Moraine Lake at night by Andrey Popov on

At our VC Fund, we didn’t aim to go to Canada, but ended up there anyway.

We’re a New York based early-stage venture capital firm. I was formerly a Partner at ffVC. While I was there, we invested in four Toronto-based startups as well as one Ottawa-based company, out of 60 active companies in our portfolio. In 2015, we were the second most active foreign VC in Canada.

The question some of our limited partners asked us is, “Why?”

Central Canada has many of the assets of other entrepreneurial hubs: a flourishing creative community, an active local VC community, strong engineering talent and quality universities, such as University of Toronto, University of Waterloo and Ryerson University. In 2013, Startup Genome, a platform for analyzing startup communities, listed Toronto, Vancouver, and Waterloo, Ont., among the top 20 most active startup scenes in the world.

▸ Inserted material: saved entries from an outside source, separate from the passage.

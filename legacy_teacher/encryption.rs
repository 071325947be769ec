//! Device-specific encryption for secure password storage
//!
//! Uses AES-256-GCM with a device-specific key derived from:
//! - Machine ID (hardware-based unique identifier)
//! - Username (OS user)
//! - Application-specific salt
//!
//! This provides transparent encryption without requiring a master password,
//! while ensuring passwords are secure at rest and device-specific.

use aes_gcm::{
    aead::{Aead, KeyInit, OsRng},
    Aes256Gcm, Nonce,
};
use argon2::{Argon2, ParamsBuilder};
use base64::{engine::general_purpose::STANDARD as BASE64, Engine};
use thiserror::Error;
use tracing::debug;

/// Application-specific salt for key derivation
/// This should be unique per application to prevent cross-app key derivation
const APP_SALT: &[u8] = b"eddie.chat.v1.encryption.salt.2026";

/// Nonce size for AES-GCM (96 bits / 12 bytes)
const NONCE_SIZE: usize = 12;

/// Encryption errors
#[derive(Debug, Error)]
pub enum EncryptionError {
    #[error("Failed to derive encryption key: {0}")]
    KeyDerivation(String),

    #[error("Encryption failed: {0}")]
    Encryption(String),

    #[error("Decryption failed: {0}")]
    Decryption(String),

    #[error("Invalid encrypted data format: {0}")]
    InvalidFormat(String),

    #[error("Failed to get device identifier: {0}")]
    DeviceId(String),
}

/// Device-specific encryption manager
pub struct DeviceEncryption {
    cipher: Aes256Gcm,
}

impl DeviceEncryption {
    /// Create a new encryption manager with device-specific key
    pub fn new() -> Result<Self, EncryptionError> {
        let key = Self::derive_device_key()?;
        let cipher = Aes256Gcm::new(&key.into());
        debug!("Initialized device-specific encryption");
        Ok(Self { cipher })
    }

    /// Derive a device-specific encryption key
    fn derive_device_key() -> Result<[u8; 32], EncryptionError> {
        // Get machine-specific identifier
        let machine_id = machine_uid::get().map_err(|e| {
            EncryptionError::DeviceId(format!("Failed to get machine ID: {}", e))
        })?;

        // Get current username
        let username = std::env::var("USER")
            .or_else(|_| std::env::var("USERNAME"))
            .unwrap_or_else(|_| "default".to_string());

        // Combine device-specific data
        let mut key_material = Vec::new();
        key_material.extend_from_slice(machine_id.as_bytes());
        key_material.extend_from_slice(username.as_bytes());
        key_material.extend_from_slice(APP_SALT);

        debug!(
            "Deriving encryption key from machine_id (len: {}), username: {}, salt (len: {})",
            machine_id.len(),
            username,
            APP_SALT.len()
        );

        // Use Argon2 to derive a secure key
        // Argon2 is designed for password hashing and key derivation
        let mut output_key = [0u8; 32]; // AES-256 key size

        // Configure Argon2 parameters
        let params = ParamsBuilder::new()
            .m_cost(65536) // 64 MiB memory
            .t_cost(3) // 3 iterations
            .p_cost(4) // 4 parallelism
            .build()
            .map_err(|e| {
                EncryptionError::KeyDerivation(format!("Failed to build Argon2 params: {}", e))
            })?;

        let argon2 = Argon2::new(
            argon2::Algorithm::Argon2id,
            argon2::Version::V0x13,
            params,
        );

        argon2
            .hash_password_into(&key_material, APP_SALT, &mut output_key)
            .map_err(|e| {
                EncryptionError::KeyDerivation(format!("Argon2 key derivation failed: {}", e))
            })?;

        debug!("Successfully derived device-specific encryption key");
        Ok(output_key)
    }

    /// Encrypt a plaintext string
    ///
    /// Returns a base64-encoded string containing: nonce || ciphertext
    pub fn encrypt(&self, plaintext: &str) -> Result<String, EncryptionError> {
        if plaintext.is_empty() {
            return Err(EncryptionError::Encryption(
                "Cannot encrypt empty plaintext".to_string(),
            ));
        }

        // Generate random nonce
        let mut nonce_bytes = [0u8; NONCE_SIZE];
        use aes_gcm::aead::rand_core::RngCore;
        OsRng.fill_bytes(&mut nonce_bytes);
        let nonce = Nonce::from_slice(&nonce_bytes);

        // Encrypt
        let ciphertext = self
            .cipher
            .encrypt(nonce, plaintext.as_bytes())
            .map_err(|e| EncryptionError::Encryption(format!("AES-GCM encryption failed: {}", e)))?;

        // Combine nonce + ciphertext
        let mut combined = Vec::with_capacity(NONCE_SIZE + ciphertext.len());
        combined.extend_from_slice(&nonce_bytes);
        combined.extend_from_slice(&ciphertext);

        // Encode as base64
        let encoded = BASE64.encode(&combined);
        debug!(
            "Encrypted data (plaintext_len: {}, ciphertext_len: {})",
            plaintext.len(),
            ciphertext.len()
        );

        Ok(encoded)
    }

    /// Decrypt a base64-encoded encrypted string
    ///
    /// Expects format: nonce || ciphertext (both base64-encoded)
    pub fn decrypt(&self, encrypted: &str) -> Result<String, EncryptionError> {
        if encrypted.is_empty() {
            return Err(EncryptionError::InvalidFormat(
                "Cannot decrypt empty string".to_string(),
            ));
        }

        // Decode from base64
        let combined = BASE64.decode(encrypted).map_err(|e| {
            EncryptionError::InvalidFormat(format!("Invalid base64 encoding: {}", e))
        })?;

        // Extract nonce and ciphertext
        if combined.len() < NONCE_SIZE {
            return Err(EncryptionError::InvalidFormat(format!(
                "Encrypted data too short: {} bytes",
                combined.len()
            )));
        }

        let (nonce_bytes, ciphertext) = combined.split_at(NONCE_SIZE);
        let nonce = Nonce::from_slice(nonce_bytes);

        // Decrypt
        let plaintext_bytes = self
            .cipher
            .decrypt(nonce, ciphertext)
            .map_err(|e| {
                EncryptionError::Decryption(format!(
                    "AES-GCM decryption failed (possibly wrong key or corrupted data): {}",
                    e
                ))
            })?;

        // Convert to string
        let plaintext = String::from_utf8(plaintext_bytes).map_err(|e| {
            EncryptionError::Decryption(format!("Decrypted data is not valid UTF-8: {}", e))
        })?;

        debug!("Successfully decrypted data (length: {})", plaintext.len());
        Ok(plaintext)
    }
}

impl Default for DeviceEncryption {
    fn default() -> Self {
        Self::new().expect("Failed to initialize device encryption")
    }
}

#[cfg(test)]
mod tests {
    use super::*;

    #[test]
    fn test_encrypt_decrypt() {
        let encryption = DeviceEncryption::new().unwrap();

        let plaintext = "my_secret_password_123!";
        let encrypted = encryption.encrypt(plaintext).unwrap();

        // Encrypted should be different from plaintext
        assert_ne!(encrypted, plaintext);

        // Should be base64-encoded
        assert!(BASE64.decode(&encrypted).is_ok());

        // Decrypt should return original plaintext
        let decrypted = encryption.decrypt(&encrypted).unwrap();
        assert_eq!(decrypted, plaintext);
    }

    #[test]
    fn test_encrypt_same_plaintext_different_ciphertext() {
        let encryption = DeviceEncryption::new().unwrap();

        let plaintext = "same_password";
        let encrypted1 = encryption.encrypt(plaintext).unwrap();
        let encrypted2 = encryption.encrypt(plaintext).unwrap();

        // Should produce different ciphertexts due to random nonces
        assert_ne!(encrypted1, encrypted2);

        // Both should decrypt to same plaintext
        assert_eq!(encryption.decrypt(&encrypted1).unwrap(), plaintext);
        assert_eq!(encryption.decrypt(&encrypted2).unwrap(), plaintext);
    }

    #[test]
    fn test_empty_plaintext_fails() {
        let encryption = DeviceEncryption::new().unwrap();
        assert!(encryption.encrypt("").is_err());
    }

    #[test]
    fn test_invalid_encrypted_data() {
        let encryption = DeviceEncryption::new().unwrap();

        // Invalid base64
        assert!(encryption.decrypt("not_base64!@#$%").is_err());

        // Valid base64 but too short
        assert!(encryption.decrypt(BASE64.encode("short")).is_err());

        // Valid base64 but wrong data
        let wrong_data = BASE64.encode(&[0u8; 32]);
        assert!(encryption.decrypt(&wrong_data).is_err());
    }

    #[test]
    fn test_device_key_derivation_deterministic() {
        // Same device should produce same key
        let key1 = DeviceEncryption::derive_device_key().unwrap();
        let key2 = DeviceEncryption::derive_device_key().unwrap();

        assert_eq!(key1, key2, "Device key should be deterministic");
    }

    #[test]
    fn test_long_password() {
        let encryption = DeviceEncryption::new().unwrap();

        // Test with a very long password
        let plaintext = "a".repeat(10000);
        let encrypted = encryption.encrypt(&plaintext).unwrap();
        let decrypted = encryption.decrypt(&encrypted).unwrap();

        assert_eq!(decrypted, plaintext);
    }

    #[test]
    fn test_special_characters() {
        let encryption = DeviceEncryption::new().unwrap();

        let plaintext = "pässwörd!@#$%^&*()_+-=[]{}|;:',.<>?/~`";
        let encrypted = encryption.encrypt(plaintext).unwrap();
        let decrypted = encryption.decrypt(&encrypted).unwrap();

        assert_eq!(decrypted, plaintext);
    }
}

Additionally, the Canadian government has significantly more rational immigration policies for foreign entrepreneurs than America, encouraging talented people globally to come to Canada. Plus, there are strong tax incentives for investing in R&D. For instance, for every dollar spent on an engineering team, companies can get approximately one third of the cost back via government-incentive programs. For Americans in particular, the dropping Canadian dollar makes investing in Canada significantly more attractive.

While Canada doesn’t yet have the deep financial and technical infrastructure that cities such as San Francisco and New York have built over many years of flourishing startup activity, many Silicon Valley alumni are recognizing an opportunity and relocating north. According to Startup Genome’s 2013 report, Waterloo has the highest percentage of ex-Silicon Valley entrepreneurs in the world, with 35 per cent of its chief executive officers having lived in Northern California. Similarly, 31 per cent of Toronto’s CEOs have lived in Silicon Valley.

Historically, mobile technology company Research in Motion Ltd., now BlackBerry Ltd., recruited, trained, and locked up some of Canada’s best engineers. RIM’s downturn had the unfortunate consequence of displacing many of its employees, but the good news is that there are now dozens of organized teams of engineers who are ready for their next ambitious project to tackle.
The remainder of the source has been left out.